--- EXERCISE MATERIAL Enclosed Below ---

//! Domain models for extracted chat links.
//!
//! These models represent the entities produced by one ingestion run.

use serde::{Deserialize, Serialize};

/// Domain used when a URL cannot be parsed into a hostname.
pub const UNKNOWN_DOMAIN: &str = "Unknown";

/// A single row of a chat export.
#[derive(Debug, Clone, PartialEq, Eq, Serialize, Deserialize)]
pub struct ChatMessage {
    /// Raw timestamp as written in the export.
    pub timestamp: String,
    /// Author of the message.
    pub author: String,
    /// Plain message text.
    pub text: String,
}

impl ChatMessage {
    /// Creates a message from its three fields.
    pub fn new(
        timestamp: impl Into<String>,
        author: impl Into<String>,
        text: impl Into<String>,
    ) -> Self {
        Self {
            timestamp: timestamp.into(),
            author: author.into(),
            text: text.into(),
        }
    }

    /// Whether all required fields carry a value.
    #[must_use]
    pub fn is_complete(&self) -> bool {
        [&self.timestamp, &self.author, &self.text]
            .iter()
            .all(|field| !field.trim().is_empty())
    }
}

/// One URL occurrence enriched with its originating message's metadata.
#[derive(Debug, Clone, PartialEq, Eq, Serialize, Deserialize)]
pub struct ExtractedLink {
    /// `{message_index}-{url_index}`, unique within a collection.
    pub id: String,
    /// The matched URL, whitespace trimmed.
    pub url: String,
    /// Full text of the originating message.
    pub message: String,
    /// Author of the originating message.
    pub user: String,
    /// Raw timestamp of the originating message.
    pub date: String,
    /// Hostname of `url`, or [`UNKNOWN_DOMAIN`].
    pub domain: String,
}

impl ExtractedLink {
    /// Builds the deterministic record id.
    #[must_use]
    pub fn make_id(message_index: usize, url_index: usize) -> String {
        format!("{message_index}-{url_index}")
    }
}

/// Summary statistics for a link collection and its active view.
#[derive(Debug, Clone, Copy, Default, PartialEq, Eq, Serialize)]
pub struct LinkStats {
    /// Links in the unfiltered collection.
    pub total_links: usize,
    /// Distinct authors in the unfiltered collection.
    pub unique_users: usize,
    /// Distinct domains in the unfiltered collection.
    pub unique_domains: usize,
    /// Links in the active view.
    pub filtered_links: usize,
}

--- End of Enclosed EXERCISE MATERIAL ---

_EXERCISE DESCRIPTION_
Read the entries and pick out all lines that include the word "export".

_SOLUTION TO THIS PROBLEM_
/// A single row of a chat export.
    /// Raw timestamp as written in the export.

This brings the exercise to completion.